4. A client complains of pain in their leg, and the nurse notes swelling and pallor. What is the priority nursing action?
- A. Administer pain medication.
- B. Elevate the limb and monitor closely.
- C. Encourage movement to reduce swelling.
- D. Notify the provider immediately about the symptoms.
Correct answer: D
Rationale: The correct answer is D: Notify the provider immediately about the symptoms. Swelling and pallor in a limb can be indicative of serious circulatory issues or compartment syndrome. It is crucial to inform the healthcare provider promptly to assess and address the situation. Administering pain medication (choice A) may temporarily alleviate the symptoms but does not address the underlying cause. Elevating the limb and monitoring closely (choice B) can be beneficial but does not replace the need for immediate professional evaluation.

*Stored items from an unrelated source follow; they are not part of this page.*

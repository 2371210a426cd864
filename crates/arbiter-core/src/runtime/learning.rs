// crates/arbiter-core/src/runtime/learning.rs
// ============================================================================
// Module: Arbiter Learning Loop
// Description: Feedback-driven calibration of per-dimension weight modifiers.
// Purpose: Nudge future scoring toward observed outcomes within bounded steps.
// Dependencies: crate::core, crate::interfaces
// ============================================================================

//! ## Overview
//! The learning loop accumulates feedback samples and, once the backlog
//! reaches a threshold, calibrates: each dimension's modifier moves a bounded
//! step toward the mean signed residual between observed and judged scores,
//! weighted by how much the dimension contributed. The judge reads state as
//! an `Arc` snapshot; the loop swaps replacements atomically, so the read
//! path takes no long-held lock.
//! Invariants:
//! - Modifiers stay inside the configured range.
//! - Calibrated state is persisted before the snapshot is swapped.

// ============================================================================
// SECTION: Imports
// ============================================================================

use std::collections::BTreeMap;
use std::sync::Arc;
use std::sync::Mutex;
use std::sync::MutexGuard;
use std::sync::PoisonError;
use std::sync::RwLock;

use serde::Serialize;

use crate::core::Bias;
use crate::core::Dimension;
use crate::core::Feedback;
use crate::core::FeedbackOutcome;
use crate::core::Judgment;
use crate::core::LearningState;
use crate::core::now_millis;
use crate::interfaces::PersistenceError;
use crate::interfaces::SharedPersistence;

// ============================================================================
// SECTION: Configuration
// ============================================================================

/// Learning loop parameters.
#[derive(Debug, Clone)]
pub struct LearningConfig {
    /// Whether reaching the backlog threshold calibrates automatically.
    pub auto_calibrate: bool,
    /// Backlog size that triggers automatic calibration.
    pub calibrate_threshold: usize,
    /// Bound on the absolute value of any modifier.
    pub modifier_range: f64,
    /// Step scale applied to residuals during calibration.
    pub modifier_step: f64,
}

impl Default for LearningConfig {
    fn default() -> Self {
        Self {
            auto_calibrate: true,
            calibrate_threshold: 21,
            modifier_range: 0.236,
            modifier_step: 0.089,
        }
    }
}

// ============================================================================
// SECTION: Reports
// ============================================================================

/// Result of one calibration pass.
#[derive(Debug, Clone, Copy, Default, Serialize)]
pub struct CalibrationReport {
    /// Dimensions whose modifier changed.
    pub updated: usize,
    /// Mean absolute modifier change.
    pub mean_delta: f64,
}

/// Result of processing one feedback record.
#[derive(Debug, Clone, Serialize)]
pub struct LearningReport {
    /// Total feedback records processed since startup or reset.
    pub feedback_seen: u64,
    /// Samples currently awaiting calibration.
    pub backlog: usize,
    /// Calibration result, when one fired.
    pub calibration: Option<CalibrationReport>,
    /// Biases detected by the most recent pass.
    pub biases: Vec<Bias>,
}

/// One feedback observation awaiting calibration.
#[derive(Debug, Clone)]
struct Sample {
    /// Dimension scores of the judged item.
    dimension_scores: BTreeMap<Dimension, f64>,
    /// Composite score the judge produced.
    q_score: u8,
    /// Feedback outcome.
    outcome: FeedbackOutcome,
    /// Observed composite score, when supplied.
    actual_score: Option<u8>,
}

impl Sample {
    /// Signed residual between observed and judged composites, in [-1, 1].
    fn residual(&self) -> f64 {
        let judged = f64::from(self.q_score) / 100.0;
        self.actual_score.map_or_else(
            || match self.outcome {
                FeedbackOutcome::Correct => 0.0,
                FeedbackOutcome::Incorrect => -0.25,
                FeedbackOutcome::Partial => -0.1,
            },
            |actual| f64::from(actual) / 100.0 - judged,
        )
    }
}

// ============================================================================
// SECTION: Learning Engine
// ============================================================================

/// Feedback-driven weight calibration engine.
pub struct LearningEngine {
    /// Durable store for state snapshots.
    persistence: SharedPersistence,
    /// Loop parameters.
    config: LearningConfig,
    /// Current snapshot; readers clone the `Arc`, writers swap it.
    state: RwLock<Arc<LearningState>>,
    /// Samples awaiting calibration.
    backlog: Mutex<Vec<Sample>>,
}

impl LearningEngine {
    /// Creates the engine, loading any persisted state snapshot.
    ///
    /// # Errors
    ///
    /// Returns [`PersistenceError`] when the snapshot cannot be read.
    pub fn new(
        persistence: SharedPersistence,
        config: LearningConfig,
    ) -> Result<Self, PersistenceError> {
        let state = persistence.load_learning_state()?.unwrap_or_default();
        Ok(Self {
            persistence,
            config,
            state: RwLock::new(Arc::new(state)),
            backlog: Mutex::new(Vec::new()),
        })
    }

    /// Returns the current state snapshot.
    #[must_use]
    pub fn snapshot(&self) -> Arc<LearningState> {
        self.state
            .read()
            .map_or_else(|poisoned| Arc::clone(&poisoned.into_inner()), |guard| Arc::clone(&guard))
    }

    /// Processes one feedback record against its judgment.
    ///
    /// # Errors
    ///
    /// Returns [`PersistenceError`] when a triggered calibration cannot be
    /// persisted.
    pub fn process_feedback(
        &self,
        feedback: &Feedback,
        judgment: &Judgment,
    ) -> Result<LearningReport, PersistenceError> {
        let mut next = (*self.snapshot()).clone();
        let outcomes = next.outcomes.entry(judgment.verdict).or_default();
        match feedback.outcome {
            FeedbackOutcome::Correct => outcomes.correct += 1,
            FeedbackOutcome::Incorrect => outcomes.incorrect += 1,
            FeedbackOutcome::Partial => outcomes.partial += 1,
        }
        next.feedback_seen += 1;
        next.updated_at = now_millis();
        self.swap(next);

        let backlog_len = {
            let mut backlog = lock_unpoisoned(&self.backlog);
            backlog.push(Sample {
                dimension_scores: judgment.dimension_scores.clone(),
                q_score: judgment.q_score,
                outcome: feedback.outcome,
                actual_score: feedback.actual_score,
            });
            backlog.len()
        };

        let calibration = if self.config.auto_calibrate
            && backlog_len >= self.config.calibrate_threshold
        {
            Some(self.calibrate()?)
        } else {
            None
        };

        let state = self.snapshot();
        Ok(LearningReport {
            feedback_seen: state.feedback_seen,
            backlog: lock_unpoisoned(&self.backlog).len(),
            calibration,
            biases: state.biases.clone(),
        })
    }

    /// Runs a calibration pass over the accumulated backlog.
    ///
    /// # Errors
    ///
    /// Returns [`PersistenceError`] when the new state cannot be persisted;
    /// in that case the old snapshot stays active.
    pub fn calibrate(&self) -> Result<CalibrationReport, PersistenceError> {
        let samples: Vec<Sample> = {
            let mut backlog = lock_unpoisoned(&self.backlog);
            backlog.drain(..).collect()
        };
        if samples.is_empty() {
            return Ok(CalibrationReport::default());
        }

        let mut next = (*self.snapshot()).clone();
        let mut updated = 0usize;
        let mut total_delta = 0.0f64;
        for dimension in Dimension::ALL {
            let mut residual_sum = 0.0f64;
            for sample in &samples {
                let score = sample.dimension_scores.get(&dimension).copied().unwrap_or(0.0);
                let contribution = dimension.axiom().default_weight() * score;
                residual_sum += sample.residual() * 0.5f64.mul_add(contribution / 0.35, 0.5);
            }
            let mean_residual = residual_sum / sample_count(&samples);
            let delta = self.config.modifier_step * mean_residual;
            if delta.abs() > f64::EPSILON {
                let current = next.modifier(dimension);
                let bounded = (current + delta)
                    .clamp(-self.config.modifier_range, self.config.modifier_range);
                next.modifiers.insert(dimension, bounded);
                total_delta += (bounded - current).abs();
                updated += 1;
            }
        }
        next.calibrations += 1;
        next.biases = detect_biases_in(&next);
        next.updated_at = now_millis();

        self.persistence.save_learning_state(&next)?;
        self.swap(next);
        Ok(CalibrationReport {
            updated,
            mean_delta: if updated == 0 {
                0.0
            } else {
                total_delta / sample_count_from(updated)
            },
        })
    }

    /// Detects verdict bands with a majority-incorrect feedback record.
    #[must_use]
    pub fn detect_biases(&self) -> Vec<Bias> {
        detect_biases_in(&self.snapshot())
    }

    /// Resets learning state and persists the empty snapshot.
    ///
    /// # Errors
    ///
    /// Returns [`PersistenceError`] when the reset cannot be persisted.
    pub fn reset(&self) -> Result<(), PersistenceError> {
        let state = LearningState {
            updated_at: now_millis(),
            ..LearningState::default()
        };
        self.persistence.save_learning_state(&state)?;
        lock_unpoisoned(&self.backlog).clear();
        self.swap(state);
        Ok(())
    }

    /// Swaps in a new snapshot.
    fn swap(&self, next: LearningState) {
        let next = Arc::new(next);
        match self.state.write() {
            Ok(mut guard) => *guard = next,
            Err(poisoned) => *poisoned.into_inner() = next,
        }
    }
}

/// Detects biases from a state's outcome counters.
fn detect_biases_in(state: &LearningState) -> Vec<Bias> {
    let mut biases = Vec::new();
    for (verdict, outcomes) in &state.outcomes {
        let total = outcomes.total();
        if total < 5 {
            continue;
        }
        let incorrect_rate = ratio_u64(outcomes.incorrect, total);
        if incorrect_rate > 0.5 {
            biases.push(Bias {
                verdict: *verdict,
                incorrect_rate,
                observations: total,
            });
        }
    }
    biases
}

/// Converts a sample list length to `f64`.
fn sample_count(samples: &[Sample]) -> f64 {
    sample_count_from(samples.len())
}

/// Converts a count to `f64` without truncation warnings.
fn sample_count_from(count: usize) -> f64 {
    u32::try_from(count.max(1)).map_or(f64::from(u32::MAX), f64::from)
}

/// Ratio of two u64 counters.
fn ratio_u64(numerator: u64, denominator: u64) -> f64 {
    if denominator == 0 {
        0.0
    } else {
        let numerator = u32::try_from(numerator).map_or(f64::from(u32::MAX), f64::from);
        let denominator = u32::try_from(denominator).map_or(f64::from(u32::MAX), f64::from);
        numerator / denominator
    }
}

/// Locks a mutex, recovering the inner state if a holder panicked.
fn lock_unpoisoned<G>(mutex: &Mutex<G>) -> MutexGuard<'_, G> {
    mutex.lock().unwrap_or_else(PoisonError::into_inner)
}

// ============================================================================
// SECTION: Tests
// ============================================================================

Encouraging movement to reduce swelling (choice C) is contraindicated in this scenario as it may worsen the condition if a circulatory issue or compartment syndrome is present.
5. A nurse is caring for a client following an esophagogastroduodenoscopy (EGD). Which of the following assessments is the nurse's priority?
- A. Level of consciousness
- B. Pain
- C. Nausea
- D. Gag reflex
Correct answer: D
Rationale: The correct answer is assessing the gag reflex. This is the priority assessment following an EGD procedure to prevent aspiration. Checking the gag reflex helps ensure the client's airway protection. Assessing the level of consciousness is important, but ensuring the client can protect their airway takes precedence. Pain and nausea assessments are also essential but are secondary to maintaining airway patency.